El primer ministro canadiense, Mark Carney, dijo a los periodistas que respalda su discurso en Davos en el que llamó a los superpoderes ilimitados, después de que un funcionario de Trump dijera que había retrocedido “agresivamente” en una llamada con el presidente de Estados Unidos, Donald Trump.
“Para ser absolutamente claro, y le dije esto al presidente, quise decir lo que dije en Davos”, dijo Carney el martes, confirmando que él y Trump habían hablado por teléfono.
El secretario del Tesoro de Estados Unidos, Scott Bessent, había dicho a Fox Information el lunes que Carney estaba “retrocediendo muy agresivamente” algunos de los comentarios a Trump.
Carney fue noticia mundial por su discurso de Davos, en el que indirectamente criticó al presidente estadounidense por una “ruptura” en el orden mundial de posguerra.
Trump respondió en su propio discurso de Davos al día siguiente diciendo que “Canadá vive gracias a Estados Unidos”.
En declaraciones a los periodistas en Ottawa el martes, Carney negó que Bessent recordara la llamada telefónica.
Añadió que fue el presidente de Estados Unidos quien lo llamó el lunes y que ambos tuvieron una “muy buena conversación sobre una amplia gama de temas”, incluidos Ucrania, Venezuela, la seguridad del Ártico y el reciente acuerdo comercial de Canadá con China.
Carney dijo que los dos también discutieron el T-MEC, un pacto de libre comercio entre Canadá, Estados Unidos y México que será revisado obligatoriamente a finales de este año.
Carney dijo que su discurso en Davos describió claramente cómo “Canadá fue el primer país en comprender el cambio en la política comercial de Estados Unidos que (Trump) había iniciado, y estamos respondiendo a eso”.
Añadió que el presidente entendía la posición de Canadá.
En la entrevista de Fox Information del lunes, Bessent criticó la decisión de Canadá de negociar un acuerdo comercial con China. Añadió que “no estaba seguro de lo que pensaba el Primer Ministro” cuando pronunció su discurso en Davos.
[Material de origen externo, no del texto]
//! Core domain types for the timetable service
//!
//! Principals (who a cached resource belongs to) and the persisted row
//! shapes for schedule and exam entries.

pub mod remote;

pub use remote::{HttpRemote, RemoteError, RemoteSource};

use std::fmt;

use serde::{Deserialize, Serialize};
use thiserror::Error;

use crate::clock::DayType;

/// Role of a principal; students and lecturers share a numeric id space and
/// must be tracked independently everywhere.
#[derive(Debug, Clone, Copy, PartialEq, Eq, Hash, Serialize, Deserialize)]
pub enum PrincipalRole {
    Student,
    Lecturer,
}

/// Identity a cached resource is scoped to: a student (through their group)
/// or a lecturer (through their employee record).
///
/// Construction guarantees a resolvable identity, so nothing downstream has
/// to handle a student without a group or a lecturer without an employee id.
#[derive(Debug, Clone, Copy, PartialEq, Eq, Hash)]
pub enum Principal {
    Student { user_id: i64, group_id: i64 },
    Lecturer { user_id: i64, employee_id: i64 },
}

/// Errors raised when registration state cannot be resolved to a principal
#[derive(Debug, Error)]
pub enum PrincipalError {
    #[error("student {0} has no group id")]
    MissingGroup(i64),
    #[error("lecturer {0} has no employee id")]
    MissingEmployee(i64),
}

impl Principal {
    /// Builds a principal from raw registration state, failing fast when the
    /// identity cannot be resolved.
    pub fn from_parts(
        role: PrincipalRole,
        user_id: i64,
        group_id: Option<i64>,
        employee_id: Option<i64>,
    ) -> Result<Self, PrincipalError> {
        match role {
            PrincipalRole::Student => group_id
                .map(|group_id| Principal::Student { user_id, group_id })
                .ok_or(PrincipalError::MissingGroup(user_id)),
            PrincipalRole::Lecturer => employee_id
                .map(|employee_id| Principal::Lecturer { user_id, employee_id })
                .ok_or(PrincipalError::MissingEmployee(user_id)),
        }
    }

    /// Chat user id the principal registered under
    pub fn user_id(&self) -> i64 {
        match *self {
            Principal::Student { user_id, .. } | Principal::Lecturer { user_id, .. } => user_id,
        }
    }

    pub fn role(&self) -> PrincipalRole {
        match self {
            Principal::Student { .. } => PrincipalRole::Student,
            Principal::Lecturer { .. } => PrincipalRole::Lecturer,
        }
    }

    /// The group or employee id resource rows are scoped by
    pub fn object_id(&self) -> i64 {
        match *self {
            Principal::Student { group_id, .. } => group_id,
            Principal::Lecturer { employee_id, .. } => employee_id,
        }
    }
}

/// Kind of lesson or examination slot
#[derive(Debug, Clone, Copy, PartialEq, Eq, Serialize, Deserialize)]
pub enum SubjectType {
    Lecture,
    Practice,
    Laboratory,
    Test,
    Exam,
    Consultation,
}

impl fmt::Display for SubjectType {
    fn fmt(&self, f: &mut fmt::Formatter<'_>) -> fmt::Result {
        let label = match self {
            SubjectType::Lecture => "lecture",
            SubjectType::Practice => "practice",
            SubjectType::Laboratory => "laboratory",
            SubjectType::Test => "test",
            SubjectType::Exam => "exam",
            SubjectType::Consultation => "consultation",
        };
        f.write_str(label)
    }
}

/// Resource kinds tracked independently by the refresh quota
#[derive(Debug, Clone, Copy, PartialEq, Eq, Hash)]
pub enum ResourceKind {
    Schedule,
    Exams,
}

/// One persisted timetable entry
#[derive(Debug, Clone, PartialEq, Serialize, Deserialize)]
pub struct ScheduleEntry {
    /// Midnight timestamp of the lesson's calendar day
    pub date: i64,
    pub day: DayType,
    /// Slot number within the day, first lesson = 1
    pub number: u8,
    pub name: String,
    pub kind: SubjectType,
    /// 0 when the whole group attends
    pub sub_group: u8,
    /// Room number
    pub audience: String,
    pub building: String,
    pub employee_id: i64,
    pub group_id: i64,
}

/// One persisted exam timetable entry
#[derive(Debug, Clone, PartialEq, Serialize, Deserialize)]
pub struct ExamEntry {
    /// Midnight timestamp of the exam's calendar day
    pub date: i64,
    /// Start time as published, e.g. "10:20"
    pub time: String,
    pub name: String,
    pub kind: SubjectType,
    /// Room or other location as published
    pub location: String,
    pub employee_id: i64,
    pub group_id: i64,
}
“Canadá depende de Estados Unidos”, dijo Bessent. “Hay mucho más comercio norte-sur del que jamás podría haber comercio este-oeste”.
“El primer ministro debería hacer lo mejor para el pueblo canadiense en lugar de intentar impulsar su agenda globalista”, añadió el secretario del Tesoro.
Sus comentarios se produjeron después de que Trump amenazara a Canadá con aranceles del 100% sobre sus productos si permite que los productos chinos fluyan libremente a Estados Unidos, eludiendo los impuestos.
El acuerdo entre Ottawa y Beijing reduciría los impuestos sobre el aceite de canola canadiense del 85% al 15% para marzo, mientras que Canadá gravará un número limitado de vehículos eléctricos chinos con la tasa de nación más favorecida, del 6,1%, frente al 100%.
Carney dijo que Canadá no busca un acuerdo de libre comercio con China y “nunca” lo ha considerado.
En declaraciones a los periodistas el lunes, Carney añadió que creía que la última amenaza arancelaria de Trump es una táctica de negociación antes de las conversaciones sobre el T-MEC.
“El presidente es un negociador fuerte y creo que algunos de estos comentarios y posiciones deben verse en el contexto más amplio de eso”, dijo.